Les transporteurs n'étant plus soumis au racket, les prix des produits n'en sont plus impactés sur les marchés. Quant aux voyageurs, ils ne sont plus harcelés aux frontières. Et les étrangers constatent le changement. Cela favorise le développement du tourisme.
Et pourquoi pas au Togo ?
En effet, quelles sont les raisons qui expliquent que le racket perdure dans les pays voisins du Bénin, à l'exemple du Togo ? Et surtout, pourquoi les autorités togolaises semblent-elles impuissantes au point qu'on en arrive à se demander si ce n'est pas intentionnel ? A qui profite réellement le racket sur les routes, de Lomé à Cinkassé ? Jusqu'où dans la hiérarchie remonte le fruit de cette corruption qui se pratique au vu et au su de tout le monde, y compris de la chaîne de commandement ?

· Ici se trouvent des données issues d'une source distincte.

// githerd: submodule-aware git housekeeping
//
// SPDX-FileCopyrightText: 2026 githerd contributors
// SPDX-License-Identifier: GPL-3.0-or-later

//! Configuration types for githerd.
//!
//! # Config Structure
//!
//! ```text
//! Config: GlobalConfig, RepoConfig, BranchConfig, CommitConfig
//! ```

use serde::{Deserialize, Serialize};
use std::path::PathBuf;

use crate::logging::LogLevel;

/// Global configuration options.
#[derive(Debug, Clone, Serialize, Deserialize)]
#[serde(default, deny_unknown_fields)]
pub struct GlobalConfig {
    /// Log level for console output (0-5).
    pub log_level: LogLevel,
    /// Log level for file output (0-5).
    pub file_log_level: LogLevel,
    /// Path to log file. No file logging when unset.
    pub log_file: Option<PathBuf>,
}

impl Default for GlobalConfig {
    fn default() -> Self {
        Self {
            log_level: LogLevel::INFO,
            file_log_level: LogLevel::TRACE,
            log_file: None,
        }
    }
}

/// Repository selection.
#[derive(Debug, Clone, Default, Serialize, Deserialize)]
#[serde(default, deny_unknown_fields)]
pub struct RepoConfig {
    /// Parent repository to operate on when no path is given on the
    /// command line. Falls back to the current directory.
    pub root: Option<PathBuf>,
}

/// Defaults for the branch operation.
#[derive(Debug, Clone, Serialize, Deserialize)]
#[serde(default, deny_unknown_fields)]
pub struct BranchConfig {
    /// Stash uncommitted changes before branching and reapply after.
    pub stash: bool,
    /// Also create a scratch branch on top of the new branch.
    pub sandbox: bool,
    /// Name appended to the branch for the scratch branch,
    /// e.g. `feature/sandbox`.
    pub sandbox_suffix: String,
}

impl Default for BranchConfig {
    fn default() -> Self {
        Self {
            stash: false,
            sandbox: false,
            sandbox_suffix: "sandbox".to_string(),
        }
    }
}

/// Defaults for the commit operation.
#[derive(Debug, Clone, Serialize, Deserialize)]
#[serde(default, deny_unknown_fields)]
pub struct CommitConfig {
    /// Throwaway branch name used while reattaching a detached submodule.
    pub recovery_branch: String,
}

impl Default for CommitConfig {
    fn default() -> Self {
        Self {
            recovery_branch: "tmp".to_string(),
        }
    }
}
// githerd: submodule-aware git housekeeping
//
// SPDX-FileCopyrightText: 2026 githerd contributors
// SPDX-License-Identifier: GPL-3.0-or-later

//! Process execution with async stream handling.

use super::builder::{CommandResult, ProcessBuilder, StreamFlags};
use crate::error::Result;
use anyhow::Context;
use std::process::Stdio;
use tokio::io::{AsyncBufReadExt, BufReader};
use tokio::process::Command;
use tokio::sync::mpsc;
use tracing::{debug, trace};

impl ProcessBuilder {
    /// Returns the display name for logging.
    fn display_name(&self) -> String {
        self.name_override().map_or_else(
            || {
                self.program()
                    .file_stem()
                    .map_or_else(|| "process".to_string(), |s| s.to_string_lossy().into_owned())
            },
            ToString::to_string,
        )
    }

    /// Builds the full command line string for logging.
    fn command_line(&self) -> String {
        let mut parts = vec![self.program().to_string_lossy().into_owned()];
        for arg in self.args_slice() {
            if arg.contains(' ') {
                parts.push(format!("\"{arg}\""));
            } else {
                parts.push(arg.clone());
            }
        }
        parts.join(" ")
    }

    /// Converts stream flags to a Stdio configuration.
    fn stdio_from_flags(flags: StreamFlags) -> Stdio {
        if flags.contains(StreamFlags::INHERIT) {
            Stdio::inherit()
        } else if flags.contains(StreamFlags::BIT_BUCKET)
            && !flags.intersects(StreamFlags::FORWARD_TO_LOG | StreamFlags::KEEP_IN_STRING)
        {
            Stdio::null()
        } else {
            Stdio::piped()
        }
    }

    /// Builds the tokio Command from the configured options.
    fn build_command(&self) -> Command {
        let mut cmd = Command::new(self.program());
        cmd.args(self.args_slice());

        if let Some(dir) = self.working_dir() {
            cmd.current_dir(dir);
        }
        for (key, value) in self.environment() {
            cmd.env(key, value);
        }

        cmd.stdin(Stdio::null());
        cmd.stdout(Self::stdio_from_flags(self.stdout_config().flags()));
        cmd.stderr(Self::stdio_from_flags(self.stderr_config().flags()));

        // Reap the child if the future is dropped mid-run
        cmd.kill_on_drop(true);

        cmd
    }

    /// Runs the process to completion.
    ///
    /// Spawns the process, streams stdout/stderr line by line according to
    /// the configured flags, and waits for exit. The exit code is recorded
    /// in the result but never treated as an error by the runner itself.
    ///
    /// # Errors
    ///
    /// Returns an error if the process fails to spawn or its streams cannot
    /// be read.
    pub async fn run(self) -> Result<CommandResult> {
        let display_name = self.display_name();
        let cmd_line = self.command_line();

        if let Some(dir) = self.working_dir() {
            debug!(cwd = %dir.display(), "cd");
        }
        debug!(cmd = %cmd_line, "exec");

        let mut command = self.build_command();
        let mut child = command
            .spawn()
            .with_context(|| format!("Failed to spawn: {cmd_line}"))?;

        trace!(process = %display_name, "spawned");

        let stdout_flags = self.stdout_config().flags();
        let stderr_flags = self.stderr_config().flags();

        let stdout_reader = Self::spawn_reader(
            child.stdout.take(),
            stdout_flags,
            display_name.clone(),
            "stdout",
        );
        let stderr_reader = Self::spawn_reader(
            child.stderr.take(),
            stderr_flags,
            display_name.clone(),
            "stderr",
        );

        let status = child
            .wait()
            .await
            .with_context(|| format!("Failed to wait for: {cmd_line}"))?;

        let output = Self::collect_lines(stdout_reader, stdout_flags).await;
        let error = Self::collect_lines(stderr_reader, stderr_flags).await;

        let exit_code = status.code().unwrap_or(-1);
        if exit_code != 0 {
            debug!(process = %display_name, exit_code, "nonzero exit");
        }

        trace!(process = %display_name, exit_code, "completed");

        Ok(CommandResult::new(exit_code, output, error))
    }

    /// Spawns a reader task for a stream, if one is needed.
    fn spawn_reader<R>(
        stream: Option<R>,
        flags: StreamFlags,
        process: String,
        stream_name: &'static str,
    ) -> Option<(
        tokio::task::JoinHandle<()>,
        mpsc::UnboundedReceiver<String>,
    )>
    where
        R: tokio::io::AsyncRead + Unpin + Send + 'static,
    {
        let stream = stream?;
        if !flags.intersects(StreamFlags::FORWARD_TO_LOG | StreamFlags::KEEP_IN_STRING) {
            return None;
        }

        let (tx, rx) = mpsc::unbounded_channel();
        let handle = tokio::spawn(async move {
            let mut lines = BufReader::new(stream).lines();
            while let Ok(Some(line)) = lines.next_line().await {
                if flags.contains(StreamFlags::FORWARD_TO_LOG) {
                    trace!(process = %process, stream = stream_name, %line, "output");
                }
                if flags.contains(StreamFlags::KEEP_IN_STRING) {
                    // Receiver outlives the child; a send failure just means
                    // the run was abandoned
                    let _ = tx.send(line);
                }
            }
        });

        Some((handle, rx))
    }

    /// Drains a reader task into captured lines.
    async fn collect_lines(
        reader: Option<(
            tokio::task::JoinHandle<()>,
            mpsc::UnboundedReceiver<String>,
        )>,
        flags: StreamFlags,
    ) -> Vec<String> {
        let Some((handle, mut rx)) = reader else {
            return Vec::new();
        };

        // Wait for EOF so every line is in the channel before draining
        let _ = handle.await;

        if !flags.contains(StreamFlags::KEEP_IN_STRING) {
            return Vec::new();
        }

        let mut lines = Vec::new();
        while let Ok(line) = rx.try_recv() {
            lines.push(line);
        }
        lines
    }
}
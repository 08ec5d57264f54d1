// githerd: submodule-aware git housekeeping
//
// SPDX-FileCopyrightText: 2026 githerd contributors
// SPDX-License-Identifier: GPL-3.0-or-later

//! Configuration loading from multiple sources.
//!
//! # Loader Pipeline
//!
//! ```text
//! ConfigLoader::new()
//!   .add_toml_file(req)
//!   .add_toml_file(opt)
//!   .add_toml_str()
//!   .with_env_prefix()
//!   .set()
//!        |
//!        v
//!    build() --> Config
//! ```

use std::path::PathBuf;

use super::Config;
use crate::error::Result;

/// Builder for loading configuration from multiple sources.
pub struct ConfigLoader {
    builder: config::ConfigBuilder<config::builder::DefaultState>,
    env_prefix: Option<String>,
    files: Vec<(String, PathBuf)>,
}

impl ConfigLoader {
    #[must_use]
    pub fn new() -> Self {
        Self {
            builder: config::Config::builder(),
            env_prefix: None,
            files: Vec::new(),
        }
    }

    /// Adds a TOML configuration file to the loader.
    ///
    /// The file will be read when `build()` is called. If the file doesn't exist
    /// or contains invalid TOML, `build()` will return an error.
    #[must_use]
    pub fn add_toml_file<P: AsRef<std::path::Path>>(mut self, path: P) -> Self {
        use config::{File, FileFormat};
        let p = path.as_ref();
        self.builder = self
            .builder
            .add_source(File::from(p).format(FileFormat::Toml).required(true));
        self.files.push(("file".to_string(), p.to_path_buf()));
        self
    }

    #[must_use]
    pub fn add_toml_file_optional<P: AsRef<std::path::Path>>(mut self, path: P) -> Self {
        use config::{File, FileFormat};
        let p = path.as_ref();
        self.builder = self
            .builder
            .add_source(File::from(p).format(FileFormat::Toml).required(false));
        if p.exists() {
            self.files.push(("optional".to_string(), p.to_path_buf()));
        }
        self
    }

    #[must_use]
    pub fn add_toml_str(mut self, content: &str) -> Self {
        use config::{File, FileFormat};
        self.builder = self
            .builder
            .add_source(File::from_str(content, FileFormat::Toml));
        self.files
            .push(("string".to_string(), PathBuf::from("<string>")));
        self
    }

    #[must_use]
    pub fn with_env_prefix(mut self, prefix: &str) -> Self {
        self.env_prefix = Some(prefix.to_string());
        self
    }

    /// Sets a configuration override.
    ///
    /// # Errors
    ///
    /// Returns an error if the key is invalid or if the value cannot be converted
    /// to a configuration value.
    pub fn set<T: Into<config::Value>>(mut self, key: &str, value: T) -> Result<Self> {
        self.builder = self
            .builder
            .set_override(key, value)
            .map_err(|e| anyhow::anyhow!("Config error: {e}"))?;
        Ok(self)
    }

    /// Builds the configuration from all added sources.
    ///
    /// Environment variables use `__` between section and key, so with the
    /// prefix `GITHERD` the variable `GITHERD_BRANCH__SANDBOX_SUFFIX` maps to
    /// `branch.sandbox_suffix`.
    ///
    /// # Errors
    ///
    /// Returns an error if:
    /// - Required configuration files are missing.
    /// - Configuration files have invalid TOML syntax.
    /// - Environment variables cannot be parsed.
    /// - The merged configuration cannot be deserialized into the `Config` struct.
    pub fn build(self) -> Result<Config> {
        let builder = match &self.env_prefix {
            Some(prefix) => self.builder.add_source(
                config::Environment::with_prefix(prefix)
                    .prefix_separator("_")
                    .separator("__")
                    .try_parsing(true),
            ),
            None => self.builder,
        };
        let cfg = builder.build()?;
        let mut config: Config = cfg.try_deserialize()?;
        config.resolve_and_validate()?;
        Ok(config)
    }

    #[must_use]
    pub fn loaded_files(&self) -> Vec<(String, PathBuf)> {
        self.files.clone()
    }

    #[must_use]
    pub fn format_loaded_files(&self) -> Vec<String> {
        self.files
            .iter()
            .enumerate()
            .map(|(i, (source, path))| format!("{}. [{}] {}", i + 1, source, path.display()))
            .collect()
    }
}

impl Default for ConfigLoader {
    fn default() -> Self {
        Self::new()
    }
}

Ce sont autant de questions très simples que les Togolais auraient aimé voir les députés poser au ministre de la Sécurité et au ministre des Transports.
Pourtant, à la demande du gouvernement, ces « représentants du peuple » votent à l'unanimité l'état d'urgence sanitaire contre Covid ou sécuritaire contre le terrorisme. Mais, pas un seul parmi eux ne s'est préoccupé de la souffrance des automobilistes harcelés quotidiennement sur les routes. En cinq ans de législature aucun député ne s'est dressé contre ce fléau, ne fusse qu'en posant ces questions aux ministres concernés. Peut-être ne fallait-il surtout pas embarrasser le gouvernement que l'Assemblée nationale est pourtant supposée contrôler !
En réalité, les Togolais sont abandonnés à eux-mêmes et continuent de souffrir de l'inflation, ce que le racket sur les routes accentue.
D'ailleurs, le Togo est toujours parmi les derniers en matière de perception de la corruption. Selon le rapport publié en 2023 par l'ONG Transparency International, le classement mondial de la perception de la corruption place le Togo au rang 130 sur 180 pays évalués. Un classement dont on ne peut pas être très fier.
A quoi cela sert-il de mettre sur pied une institution telle que la Haute Autorité de Prévention et de Lutte contre la Corruption et les Infractions Assimilées (HAPLUCIA), alors que le racket se fait impunément sous nos yeux.
Contre ce fléau sur les routes, pas besoin d'une institution spécialisée, il est temps de s'inspirer de ce qui se fait chez le voisin.